Tierhoek Chenin Blanc

 

Tierhoek
Chenin Blanc
2020
Piekenierskloof, Citrusdal Mountain
 

Let’s turn back the clock a few years to 2020. The depths of Covid. I’d only just stopped taking walks around the block with a can of beans in a shopping bag to justify my outside excursions, alcohol bans had revealed new bulk buying and hoarding depths to my personality, and I’d resigned myself as a bread baking failure (the challah of early lockdown had been repurposed as the household’s weapon of choice against intruders). But for now, I was on holiday! Making up for our 6-week separation earlier that year (two highways and one military check point between us didn’t make for easy lockdown visits) my boyfriend and I were on our way to the Cederberg. And because I’m me and he’s him, we were taking a two-hour detour to visit a wine farm I’d wanted to try — Tierhoek. Needless to say, because I’m me, he ended up repacking the entire car in their parking lot to fit the five cases I’d purchased (see, I told you about my fear-spawned bulk buying…). 

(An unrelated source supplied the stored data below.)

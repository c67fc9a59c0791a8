//! Operator console commands.

pub const HELP: &str = "Server commands:\n\
\tkick <name>           - disconnect a client\n\
\tbroadcast <message>   - send a message to every client\n\
\tmsg <name> <message>  - send a message to one client\n\
\tclients               - list connected clients\n\
\tkill                  - kick everyone, wipe credentials and stop\n\
\thelp                  - show this list";

#[derive(Debug, Clone, PartialEq, Eq)]
pub enum ConsoleCommand {
    Kick(String),
    Clients,
    Broadcast(String),
    Message { to: String, message: String },
    Kill,
    Help,
    Empty,
    Unknown(String),
}

impl ConsoleCommand {
    pub fn parse(line: &str) -> Self {
        let line = line.trim();
        if line.is_empty() {
            return ConsoleCommand::Empty;
        }

        let (verb, rest) = match line.split_once(' ') {
            Some((verb, rest)) => (verb, rest.trim()),
            None => (line, ""),
        };

        match (verb, rest) {
            ("clients", "") => ConsoleCommand::Clients,
            ("kill", "") => ConsoleCommand::Kill,
            ("help", "") => ConsoleCommand::Help,
            ("kick", name) if !name.is_empty() => ConsoleCommand::Kick(name.to_string()),
            ("broadcast", message) if !message.is_empty() => ConsoleCommand::Broadcast(message.to_string()),
            ("msg", rest) => match rest.split_once(' ') {
                Some((to, message)) if !message.trim().is_empty() => ConsoleCommand::Message {
                    to: to.to_string(),
                    message: message.trim().to_string(),
                },
                _ => ConsoleCommand::Unknown(line.to_string()),
            },
            _ => ConsoleCommand::Unknown(line.to_string()),
        }
    }
}

#[cfg(test)]
mod tests {
    use super::*;

    #[test]
    fn test_parse_console_commands() {
        assert_eq!(ConsoleCommand::parse("clients"), ConsoleCommand::Clients);
        assert_eq!(ConsoleCommand::parse("  kill "), ConsoleCommand::Kill);
        assert_eq!(ConsoleCommand::parse("kick bob"), ConsoleCommand::Kick("bob".into()));
        assert_eq!(
            ConsoleCommand::parse("broadcast back in 5"),
            ConsoleCommand::Broadcast("back in 5".into())
        );
        assert_eq!(
            ConsoleCommand::parse("msg alice read the rules"),
            ConsoleCommand::Message { to: "alice".into(), message: "read the rules".into() }
        );
        assert_eq!(ConsoleCommand::parse(""), ConsoleCommand::Empty);
        assert_eq!(ConsoleCommand::parse("kick"), ConsoleCommand::Unknown("kick".into()));
        assert_eq!(ConsoleCommand::parse("msg alice"), ConsoleCommand::Unknown("msg alice".into()));
        assert_eq!(ConsoleCommand::parse("reboot"), ConsoleCommand::Unknown("reboot".into()));
    }
}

The Tierhoek Chenin Blanc has become one of my go-to Chenins. It has an apple-cheeked wholesomeness to it, like a Dutch postcard milkmaid who bakes delicious fresh bread (not destined for the armoury) and has the strength to lift a cow with her pinkie. While previous vintages have tasted more like honied Rooibos iced tea from the tea plantings on the farm (a fact I’m sticking to, despite hours spent by the patient soil scientists at VinPro explaining to me this is, in fact, not how terroir works), the 2020 is leaner — this a milkmaid who’s embraced the bicep curl. With a nose of Swiss müsli and oatmeal alongside its giveaway Rooibos, there’s a savoury saltiness at its core (a product of the bicep curl, I’m sure). This is a wine that believes in long walks in the fresh air, the panacea of baked goods, and bench pressing the odd cow or two before dawn.

Pair with: Weekends away where days are filled with rusks and tin mugs of Rooibos tea. Substitute Rooibos tea as required.